───── Information supplied ─────
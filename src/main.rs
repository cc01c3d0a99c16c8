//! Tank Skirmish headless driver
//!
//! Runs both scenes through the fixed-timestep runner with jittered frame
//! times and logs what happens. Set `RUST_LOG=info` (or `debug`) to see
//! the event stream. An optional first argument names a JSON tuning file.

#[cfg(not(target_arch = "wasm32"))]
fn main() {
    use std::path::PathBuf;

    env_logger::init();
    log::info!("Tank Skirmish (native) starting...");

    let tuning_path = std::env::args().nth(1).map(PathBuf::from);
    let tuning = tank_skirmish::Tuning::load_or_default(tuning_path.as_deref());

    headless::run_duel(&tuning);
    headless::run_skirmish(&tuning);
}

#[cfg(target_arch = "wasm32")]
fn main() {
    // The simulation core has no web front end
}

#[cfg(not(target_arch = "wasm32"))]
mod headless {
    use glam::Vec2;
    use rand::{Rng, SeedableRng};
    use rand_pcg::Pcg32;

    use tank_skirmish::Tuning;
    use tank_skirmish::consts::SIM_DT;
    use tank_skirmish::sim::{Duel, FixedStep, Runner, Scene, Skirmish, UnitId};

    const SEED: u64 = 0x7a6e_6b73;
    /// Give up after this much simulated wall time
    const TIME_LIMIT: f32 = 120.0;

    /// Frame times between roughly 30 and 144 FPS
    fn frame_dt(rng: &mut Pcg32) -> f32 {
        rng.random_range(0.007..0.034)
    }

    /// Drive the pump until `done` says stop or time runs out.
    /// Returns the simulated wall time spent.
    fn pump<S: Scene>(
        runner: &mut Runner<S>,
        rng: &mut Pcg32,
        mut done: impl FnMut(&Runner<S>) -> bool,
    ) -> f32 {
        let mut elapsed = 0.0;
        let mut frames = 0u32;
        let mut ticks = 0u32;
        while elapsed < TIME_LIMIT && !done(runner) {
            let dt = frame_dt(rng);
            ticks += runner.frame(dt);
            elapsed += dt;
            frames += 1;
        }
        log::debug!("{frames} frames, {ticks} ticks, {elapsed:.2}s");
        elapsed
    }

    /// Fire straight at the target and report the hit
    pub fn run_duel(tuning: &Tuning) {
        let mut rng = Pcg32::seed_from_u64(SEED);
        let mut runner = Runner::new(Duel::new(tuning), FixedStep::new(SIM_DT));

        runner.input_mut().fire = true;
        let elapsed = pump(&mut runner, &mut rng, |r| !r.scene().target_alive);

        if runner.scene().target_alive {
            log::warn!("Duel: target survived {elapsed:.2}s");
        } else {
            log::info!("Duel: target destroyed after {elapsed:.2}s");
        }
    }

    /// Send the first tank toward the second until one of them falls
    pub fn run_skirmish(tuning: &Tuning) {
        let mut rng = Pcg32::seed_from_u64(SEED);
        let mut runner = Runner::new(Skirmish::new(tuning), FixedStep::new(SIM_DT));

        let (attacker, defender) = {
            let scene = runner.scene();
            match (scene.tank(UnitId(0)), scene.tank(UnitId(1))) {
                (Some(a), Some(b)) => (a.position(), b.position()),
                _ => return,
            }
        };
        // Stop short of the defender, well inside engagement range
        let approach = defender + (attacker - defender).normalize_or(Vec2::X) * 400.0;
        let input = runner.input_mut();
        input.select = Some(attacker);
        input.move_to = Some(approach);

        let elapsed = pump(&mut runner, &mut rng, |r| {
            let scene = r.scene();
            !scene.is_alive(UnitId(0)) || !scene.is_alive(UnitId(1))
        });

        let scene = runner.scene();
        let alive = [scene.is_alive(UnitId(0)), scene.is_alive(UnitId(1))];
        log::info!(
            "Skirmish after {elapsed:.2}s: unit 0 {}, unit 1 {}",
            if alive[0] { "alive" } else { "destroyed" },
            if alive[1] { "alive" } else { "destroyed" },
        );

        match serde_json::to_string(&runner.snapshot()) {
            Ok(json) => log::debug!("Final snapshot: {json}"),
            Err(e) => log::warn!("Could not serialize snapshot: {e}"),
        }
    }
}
─────
───── Information supplied ─────
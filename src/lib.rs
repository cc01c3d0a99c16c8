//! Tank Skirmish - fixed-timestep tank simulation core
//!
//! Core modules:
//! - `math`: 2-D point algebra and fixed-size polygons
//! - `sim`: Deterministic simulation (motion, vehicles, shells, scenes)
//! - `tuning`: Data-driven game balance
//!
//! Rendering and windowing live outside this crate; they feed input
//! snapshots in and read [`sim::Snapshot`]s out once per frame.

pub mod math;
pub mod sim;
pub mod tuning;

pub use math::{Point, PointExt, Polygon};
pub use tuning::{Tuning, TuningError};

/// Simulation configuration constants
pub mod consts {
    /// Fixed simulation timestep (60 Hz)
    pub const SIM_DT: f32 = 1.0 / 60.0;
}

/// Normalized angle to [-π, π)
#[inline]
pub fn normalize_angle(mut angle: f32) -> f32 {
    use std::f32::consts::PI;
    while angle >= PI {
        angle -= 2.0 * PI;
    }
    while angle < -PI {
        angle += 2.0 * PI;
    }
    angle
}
─────
───── Information supplied ─────
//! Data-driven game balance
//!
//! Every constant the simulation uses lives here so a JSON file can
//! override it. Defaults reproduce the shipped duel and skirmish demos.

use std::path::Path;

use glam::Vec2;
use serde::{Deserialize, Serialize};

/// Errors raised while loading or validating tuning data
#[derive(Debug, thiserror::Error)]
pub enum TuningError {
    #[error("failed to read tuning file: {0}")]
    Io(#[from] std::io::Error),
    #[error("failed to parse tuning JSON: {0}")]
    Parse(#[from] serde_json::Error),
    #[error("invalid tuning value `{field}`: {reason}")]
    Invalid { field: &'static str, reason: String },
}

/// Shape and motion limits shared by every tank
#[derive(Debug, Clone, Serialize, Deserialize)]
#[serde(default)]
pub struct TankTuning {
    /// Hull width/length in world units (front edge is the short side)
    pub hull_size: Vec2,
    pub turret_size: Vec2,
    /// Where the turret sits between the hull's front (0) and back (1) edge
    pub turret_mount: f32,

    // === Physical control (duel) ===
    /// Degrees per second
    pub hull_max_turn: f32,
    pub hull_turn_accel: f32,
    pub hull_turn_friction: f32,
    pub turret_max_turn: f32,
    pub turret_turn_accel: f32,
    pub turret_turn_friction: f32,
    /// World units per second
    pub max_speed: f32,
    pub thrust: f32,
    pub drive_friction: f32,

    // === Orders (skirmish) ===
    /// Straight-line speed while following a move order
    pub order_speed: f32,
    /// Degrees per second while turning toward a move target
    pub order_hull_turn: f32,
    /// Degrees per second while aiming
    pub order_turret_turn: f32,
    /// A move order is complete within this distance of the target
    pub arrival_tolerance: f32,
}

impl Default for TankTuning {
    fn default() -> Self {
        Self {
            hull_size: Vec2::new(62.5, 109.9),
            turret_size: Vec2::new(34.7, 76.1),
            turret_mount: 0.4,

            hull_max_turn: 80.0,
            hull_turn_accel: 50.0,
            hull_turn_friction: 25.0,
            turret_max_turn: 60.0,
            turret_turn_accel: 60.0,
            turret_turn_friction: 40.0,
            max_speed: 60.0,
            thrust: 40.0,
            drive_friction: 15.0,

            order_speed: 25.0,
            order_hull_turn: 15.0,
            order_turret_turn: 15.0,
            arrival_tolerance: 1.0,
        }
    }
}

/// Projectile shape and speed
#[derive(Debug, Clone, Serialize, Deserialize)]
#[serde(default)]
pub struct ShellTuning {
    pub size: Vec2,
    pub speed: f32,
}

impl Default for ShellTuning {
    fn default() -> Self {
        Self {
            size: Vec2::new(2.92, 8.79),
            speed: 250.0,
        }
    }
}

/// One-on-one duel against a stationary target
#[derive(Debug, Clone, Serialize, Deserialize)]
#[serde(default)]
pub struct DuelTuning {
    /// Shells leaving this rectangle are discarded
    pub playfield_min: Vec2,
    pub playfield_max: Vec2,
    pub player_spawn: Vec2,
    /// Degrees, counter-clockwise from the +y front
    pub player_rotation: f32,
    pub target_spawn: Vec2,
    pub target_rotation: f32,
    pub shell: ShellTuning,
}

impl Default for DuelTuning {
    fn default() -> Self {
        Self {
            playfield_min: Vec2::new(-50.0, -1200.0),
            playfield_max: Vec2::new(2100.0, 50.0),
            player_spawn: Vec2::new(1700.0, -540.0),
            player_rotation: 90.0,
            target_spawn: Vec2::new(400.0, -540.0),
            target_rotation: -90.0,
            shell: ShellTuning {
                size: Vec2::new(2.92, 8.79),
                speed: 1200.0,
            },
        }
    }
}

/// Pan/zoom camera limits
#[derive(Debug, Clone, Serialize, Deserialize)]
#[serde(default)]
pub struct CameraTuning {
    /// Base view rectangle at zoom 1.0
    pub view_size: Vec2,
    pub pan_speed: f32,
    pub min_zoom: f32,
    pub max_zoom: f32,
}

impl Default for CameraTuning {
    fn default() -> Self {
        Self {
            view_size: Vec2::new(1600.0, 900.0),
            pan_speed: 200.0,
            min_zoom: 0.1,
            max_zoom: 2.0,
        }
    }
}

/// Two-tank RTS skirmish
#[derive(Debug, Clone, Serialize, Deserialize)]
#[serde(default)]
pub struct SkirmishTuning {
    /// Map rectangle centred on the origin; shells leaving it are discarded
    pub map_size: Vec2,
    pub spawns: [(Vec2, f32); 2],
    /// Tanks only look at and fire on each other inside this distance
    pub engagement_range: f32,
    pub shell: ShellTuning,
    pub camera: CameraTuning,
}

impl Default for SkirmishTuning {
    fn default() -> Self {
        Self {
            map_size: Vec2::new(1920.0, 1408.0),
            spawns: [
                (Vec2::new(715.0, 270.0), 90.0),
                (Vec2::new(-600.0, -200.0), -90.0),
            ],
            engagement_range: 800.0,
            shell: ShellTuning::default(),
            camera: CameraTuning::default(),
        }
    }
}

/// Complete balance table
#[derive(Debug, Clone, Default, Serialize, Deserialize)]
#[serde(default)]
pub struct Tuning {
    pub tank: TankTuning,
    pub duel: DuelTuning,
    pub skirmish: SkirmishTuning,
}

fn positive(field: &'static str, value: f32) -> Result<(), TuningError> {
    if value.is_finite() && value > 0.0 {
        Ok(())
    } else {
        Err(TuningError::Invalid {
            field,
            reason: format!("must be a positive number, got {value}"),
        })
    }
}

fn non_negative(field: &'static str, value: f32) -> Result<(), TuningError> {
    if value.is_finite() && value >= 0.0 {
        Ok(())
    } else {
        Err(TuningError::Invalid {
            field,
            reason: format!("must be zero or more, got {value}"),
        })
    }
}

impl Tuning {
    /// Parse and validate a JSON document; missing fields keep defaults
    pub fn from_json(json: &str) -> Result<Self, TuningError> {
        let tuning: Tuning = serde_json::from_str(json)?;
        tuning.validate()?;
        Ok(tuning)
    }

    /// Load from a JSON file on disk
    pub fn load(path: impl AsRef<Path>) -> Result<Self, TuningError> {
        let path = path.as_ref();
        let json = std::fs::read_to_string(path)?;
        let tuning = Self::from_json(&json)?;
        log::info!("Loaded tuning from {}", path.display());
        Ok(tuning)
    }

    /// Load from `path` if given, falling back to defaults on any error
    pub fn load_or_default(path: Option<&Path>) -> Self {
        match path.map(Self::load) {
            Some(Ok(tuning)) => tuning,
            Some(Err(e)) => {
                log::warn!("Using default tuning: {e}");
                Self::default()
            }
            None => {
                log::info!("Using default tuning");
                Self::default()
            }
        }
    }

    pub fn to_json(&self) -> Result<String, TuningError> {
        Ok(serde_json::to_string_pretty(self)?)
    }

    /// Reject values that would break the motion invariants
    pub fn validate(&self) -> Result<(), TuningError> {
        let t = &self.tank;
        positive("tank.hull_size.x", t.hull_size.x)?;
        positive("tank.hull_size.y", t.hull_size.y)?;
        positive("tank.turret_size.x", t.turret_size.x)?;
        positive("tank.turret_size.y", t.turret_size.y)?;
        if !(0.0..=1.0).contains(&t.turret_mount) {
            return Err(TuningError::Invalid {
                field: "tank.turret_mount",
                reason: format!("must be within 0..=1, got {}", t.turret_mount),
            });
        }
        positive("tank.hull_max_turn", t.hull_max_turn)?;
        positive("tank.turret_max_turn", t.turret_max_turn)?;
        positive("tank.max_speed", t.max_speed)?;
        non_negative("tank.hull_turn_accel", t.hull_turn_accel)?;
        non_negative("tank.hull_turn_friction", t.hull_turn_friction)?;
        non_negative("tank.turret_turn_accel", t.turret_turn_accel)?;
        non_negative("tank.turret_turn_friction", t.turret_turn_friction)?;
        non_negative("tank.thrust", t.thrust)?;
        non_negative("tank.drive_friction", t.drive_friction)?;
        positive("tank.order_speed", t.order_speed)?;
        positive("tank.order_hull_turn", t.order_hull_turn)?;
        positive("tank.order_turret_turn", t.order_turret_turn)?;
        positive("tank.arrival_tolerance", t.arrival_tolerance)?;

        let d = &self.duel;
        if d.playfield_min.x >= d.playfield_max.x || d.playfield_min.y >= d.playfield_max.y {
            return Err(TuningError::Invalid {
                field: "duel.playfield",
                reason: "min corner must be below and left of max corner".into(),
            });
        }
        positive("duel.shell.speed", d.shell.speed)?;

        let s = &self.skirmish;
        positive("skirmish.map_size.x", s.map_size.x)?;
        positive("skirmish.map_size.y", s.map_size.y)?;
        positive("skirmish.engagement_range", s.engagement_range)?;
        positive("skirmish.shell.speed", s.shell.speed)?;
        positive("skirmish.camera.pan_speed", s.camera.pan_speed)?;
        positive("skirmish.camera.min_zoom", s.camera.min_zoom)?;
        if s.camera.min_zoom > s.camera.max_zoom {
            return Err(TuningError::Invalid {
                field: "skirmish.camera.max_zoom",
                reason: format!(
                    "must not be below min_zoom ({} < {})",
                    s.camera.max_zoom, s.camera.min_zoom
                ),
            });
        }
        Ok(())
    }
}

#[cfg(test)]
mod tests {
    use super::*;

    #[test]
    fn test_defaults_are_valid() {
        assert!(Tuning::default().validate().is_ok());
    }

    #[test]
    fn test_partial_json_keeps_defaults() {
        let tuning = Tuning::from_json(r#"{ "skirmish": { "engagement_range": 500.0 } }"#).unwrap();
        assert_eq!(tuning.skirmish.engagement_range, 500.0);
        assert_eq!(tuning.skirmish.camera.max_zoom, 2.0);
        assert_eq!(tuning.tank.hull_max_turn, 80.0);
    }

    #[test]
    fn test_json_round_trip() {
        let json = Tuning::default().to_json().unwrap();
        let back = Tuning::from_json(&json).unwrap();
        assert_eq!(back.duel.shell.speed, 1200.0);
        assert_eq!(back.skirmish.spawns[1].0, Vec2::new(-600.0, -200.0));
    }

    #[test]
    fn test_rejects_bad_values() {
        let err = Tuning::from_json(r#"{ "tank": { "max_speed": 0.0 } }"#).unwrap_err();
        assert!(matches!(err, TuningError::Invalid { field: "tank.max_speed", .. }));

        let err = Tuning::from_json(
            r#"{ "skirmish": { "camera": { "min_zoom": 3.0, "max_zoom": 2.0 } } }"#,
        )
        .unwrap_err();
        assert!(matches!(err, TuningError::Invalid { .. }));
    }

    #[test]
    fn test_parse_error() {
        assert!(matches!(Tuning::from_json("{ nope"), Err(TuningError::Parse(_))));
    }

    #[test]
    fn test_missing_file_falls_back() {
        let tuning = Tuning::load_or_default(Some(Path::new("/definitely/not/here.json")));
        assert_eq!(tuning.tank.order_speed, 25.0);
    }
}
─────
> Activity
Whenever the word "warn" shows up in a line of the entries above, copy that line.

> Expected answer
            log::warn!("Duel: target survived {elapsed:.2}s");
            Err(e) => log::warn!("Could not serialize snapshot: {e}"),
                log::warn!("Using default tuning: {e}");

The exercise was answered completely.